The future of business?

Another bold question, a new way to conduct business in the future, well this refers to a relatively new paradigm anyway.  This blog pays homage to peer to peer principles (referred to as p2p) and is now used in different arena's, lending is a major game player and also venture capital (funding).

You need to have an understanding of the principles to understand peer to peer otherwise this argument may confuse.  Basically it's people like lending money direct to people, but a company like Zopa finds you the customers, so acts as an agent for collecting the debt etc.  However, it is an investment so you have to deposit a sum of money with them and they lend it too lots more people.  This means in theory your investment is spread amongst 10's or 100's of different people, therefore, you don't have all your eggs in one basket and helps mitigate your risk (of non-paying customers).  Some people call this crowd sourcing or crowd funding, but its the same thing really,  that's just semantics.

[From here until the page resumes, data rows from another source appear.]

//! Question selection
//!
//! Score picks the tier, the tier picks a random catalog entry, and the entry
//! is resolved into a `Question` with an answer and shuffled options.

use std::ops::RangeInclusive;

use rand::Rng;
use rand::seq::IndexedRandom;

use super::options::generate_options;
use super::state::{Question, Tier};
use crate::catalog::ContentCatalog;
use crate::error::QuizError;

/// Draw a question suited to `score`.
///
/// Draws are independent; the same entry may come up twice in a row.
pub fn select_question<C, R>(
    catalog: &C,
    rng: &mut R,
    score: u32,
    option_range: RangeInclusive<i64>,
) -> Result<Question, QuizError>
where
    C: ContentCatalog + ?Sized,
    R: Rng + ?Sized,
{
    let tier = Tier::for_score(score);
    let entry = catalog
        .entries_for_tier(tier)
        .choose(rng)
        .ok_or(QuizError::EmptyCatalogTier { tier: tier.get() })?;

    let correct_answer = entry.evaluate()?;
    let options = generate_options(rng, correct_answer, option_range)?;

    let question = Question {
        first_number: entry.first_number,
        second_number: entry.second_number,
        third_number: entry.third_number,
        first_operator: entry.first_operator,
        second_operator: entry.second_operator,
        correct_answer,
        options,
    };
    log::debug!("Tier {} question: {} = {}", tier, question, correct_answer);
    Ok(question)
}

Companies like Zopa have already lent approximately £223million (their figures) and is growing all the time and they are reporting very modest non-paying customers (bad debt), which actually forecasts this is reducing each year!  This sounds great in principle, its all Internet based, no banks to make appointments with or over eager sales men, you look on their easy to use sites, get your credit status checked and bingo.

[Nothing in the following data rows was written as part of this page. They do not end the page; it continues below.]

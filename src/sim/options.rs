//! Answer option generation

use std::ops::RangeInclusive;

use rand::Rng;
use rand::seq::SliceRandom;

use crate::consts::OPTION_COUNT;
use crate::error::QuizError;

/// Check that `range` can supply `OPTION_COUNT` distinct values.
pub fn check_range(range: &RangeInclusive<i64>) -> Result<(), QuizError> {
    let (low, high) = (*range.start(), *range.end());
    let width = i128::from(high) - i128::from(low) + 1;
    if width < OPTION_COUNT as i128 {
        return Err(QuizError::InsufficientRange { low, high });
    }
    Ok(())
}

/// Build the shuffled options for a question.
///
/// The correct answer is always present exactly once; the three distractors
/// are drawn uniformly from `range` and never repeat. The correct answer may
/// lie outside `range`.
pub fn generate_options<R: Rng + ?Sized>(
    rng: &mut R,
    correct: i64,
    range: RangeInclusive<i64>,
) -> Result<[i64; OPTION_COUNT], QuizError> {
    check_range(&range)?;

    let mut options = [correct; OPTION_COUNT];
    let mut filled = 1;
    while filled < OPTION_COUNT {
        let candidate = rng.random_range(range.clone());
        if !options[..filled].contains(&candidate) {
            options[filled] = candidate;
            filled += 1;
        }
    }

    options.shuffle(rng);
    Ok(options)
}

#[cfg(test)]
mod tests {
    use super::*;
    use proptest::prelude::*;
    use rand::SeedableRng;
    use rand_pcg::Pcg32;

    fn assert_valid(options: &[i64; OPTION_COUNT], correct: i64) {
        assert_eq!(options.iter().filter(|&&o| o == correct).count(), 1);
        for (i, a) in options.iter().enumerate() {
            for b in &options[i + 1..] {
                assert_ne!(a, b, "duplicate option in {options:?}");
            }
        }
    }

    #[test]
    fn test_options_default_range() {
        let mut rng = Pcg32::seed_from_u64(7);
        for correct in [0, 9, 42, 99] {
            let options = generate_options(&mut rng, correct, 0..=99).unwrap();
            assert_valid(&options, correct);
            assert!(options.iter().all(|o| (0..=99).contains(o)));
        }
    }

    #[test]
    fn test_options_correct_outside_range() {
        let mut rng = Pcg32::seed_from_u64(7);
        let options = generate_options(&mut rng, -15, 0..=99).unwrap();
        assert_valid(&options, -15);
    }

    #[test]
    fn test_options_tightest_range() {
        let mut rng = Pcg32::seed_from_u64(3);
        let mut options = generate_options(&mut rng, 2, 0..=3).unwrap();
        options.sort();
        assert_eq!(options, [0, 1, 2, 3]);
    }

    #[test]
    fn test_options_insufficient_range() {
        let mut rng = Pcg32::seed_from_u64(1);
        assert_eq!(
            generate_options(&mut rng, 1, 0..=2),
            Err(QuizError::InsufficientRange { low: 0, high: 2 })
        );
        #[allow(clippy::reversed_empty_ranges)]
        let empty = 10..=0;
        assert!(generate_options(&mut rng, 1, empty).is_err());
    }

    #[test]
    fn test_correct_answer_position_varies() {
        let mut rng = Pcg32::seed_from_u64(99);
        let mut seen = [false; OPTION_COUNT];
        for _ in 0..200 {
            let options = generate_options(&mut rng, 50, 0..=99).unwrap();
            let pos = options.iter().position(|&o| o == 50).unwrap();
            seen[pos] = true;
        }
        assert!(seen.iter().all(|&s| s), "correct answer stuck in {seen:?}");
    }

    proptest! {
        #[test]
        fn prop_options_are_distinct_and_contain_answer(
            seed in any::<u64>(),
            correct in -100i64..200,
            low in -50i64..50,
            width in 4i64..200,
        ) {
            let mut rng = Pcg32::seed_from_u64(seed);
            let options = generate_options(&mut rng, correct, low..=low + width - 1).unwrap();
            prop_assert_eq!(options.iter().filter(|&&o| o == correct).count(), 1);
            let mut sorted = options;
            sorted.sort();
            prop_assert!(sorted.windows(2).all(|w| w[0] != w[1]));
        }
    }
}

So this provides a stream for investors and provides a portal for a people to attain unsecured funds, however, there are serious issues behind their whole model.  The regulation is limited, there is the Office of Fair Trading for unsecured loans, but this is nothing like the FSA.  As an investor you have no protection over your investment, its not government backed like the banks are, so if ZOPA suddenly closes what happens?  What happens if more and more people started skipping payments and defaulted on their loans?  What would happen if more competition join this market place (surely this is inevitable), there will be fierce competition for lending rates and thus investors returns will shrink.

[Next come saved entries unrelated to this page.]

//! Error types
//!
//! `QuizError` covers question construction inside the engine. `StoreError`
//! covers everything that touches files: catalogs, settings, high scores and
//! the offline generator.

use std::path::PathBuf;

use thiserror::Error;

/// Failures that prevent a question from being built.
///
/// None of these are transient. They point at a content or configuration
/// defect, so nothing retries them.
#[derive(Debug, Error, Clone, PartialEq, Eq)]
pub enum QuizError {
    #[error("catalog has no entries for tier {tier}")]
    EmptyCatalogTier { tier: u8 },
    #[error("invalid operand: {lhs} {op} {rhs}")]
    InvalidOperand { lhs: i64, op: char, rhs: i64 },
    #[error("option range [{low}, {high}] holds fewer than 4 distinct values")]
    InsufficientRange { low: i64, high: i64 },
}

#[derive(Debug, Error)]
pub enum StoreError {
    #[error("i/o error on {path}: {source}")]
    Io {
        path: PathBuf,
        #[source]
        source: std::io::Error,
    },
    #[error("json error: {0}")]
    Json(#[from] serde_json::Error),
    #[error("unknown operator token {0:?}")]
    UnknownOperator(String),
    #[error("tier must be between 1 and 5, got {0}")]
    InvalidTier(u8),
    #[error("gave up after {attempts} attempts with tier {tier} still short")]
    GenerationExhausted { attempts: u64, tier: u8 },
    #[error("invalid setting {field} = {value}: {reason}")]
    InvalidSettings {
        field: &'static str,
        value: i64,
        reason: &'static str,
    },
    #[error(transparent)]
    Quiz(#[from] QuizError),
}

impl StoreError {
    pub(crate) fn io(path: impl Into<PathBuf>, source: std::io::Error) -> Self {
        StoreError::Io {
            path: path.into(),
            source,
        }
    }
}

Personally I believe its a great platform for certain types of borrowers and context but the market share has limited potential without better protection.  The industry cannot continue without thought as to how the finance industry has performed in the last century, especially our current economic climate and the near collapse of several banking institutions.

One useful avenue for P2P is sites like kickstarter, this website is truly marvellous.  Its a home to aspiring talent and there ideas, creations and inventions, they pitch their idea, ask for certain funding levels and if they manage to meet their funding requirement there project gets the go ahead.  There is one massive difference here, not the people no, its the reason it exists, people DONATE money to these ideas.  Some of the projects you will earn a reward of a mention in there artifact or get a limited edition dependant on the idea.  Basically its like donating to a charity but aimed at aspiring talent instead, I am a massive fan and watched the Kickstarter site for some time now.  Have a search on the web at some of the ideas, some have funded very quickly and gone on to success.  It's just  a shame talent has to beg for this money to help them, there are such good products and innovative ideas to be hold, go look now!

So you can see P2P is hear to stay, with the likes of Kickstarter and Zopa using this for very different causes, there are interesting times ahead, so you have to wonder who will the banks lend to in the future???????????

1 comment:

  1. Kickstarter is great mate - been watching some film makers and musicians on there for a while now and it's fab - people can donate as little as a QUID - wtf can you buy for a quid? Not even a cheeseburger at shitty Mcd's. This supports creative people (they're not all talented, however creative they may be) and is awesome. As for unsecured loans - bargepoles spring to mind. Support Kickstarter projects people - and look for Paul Grant when you do!!!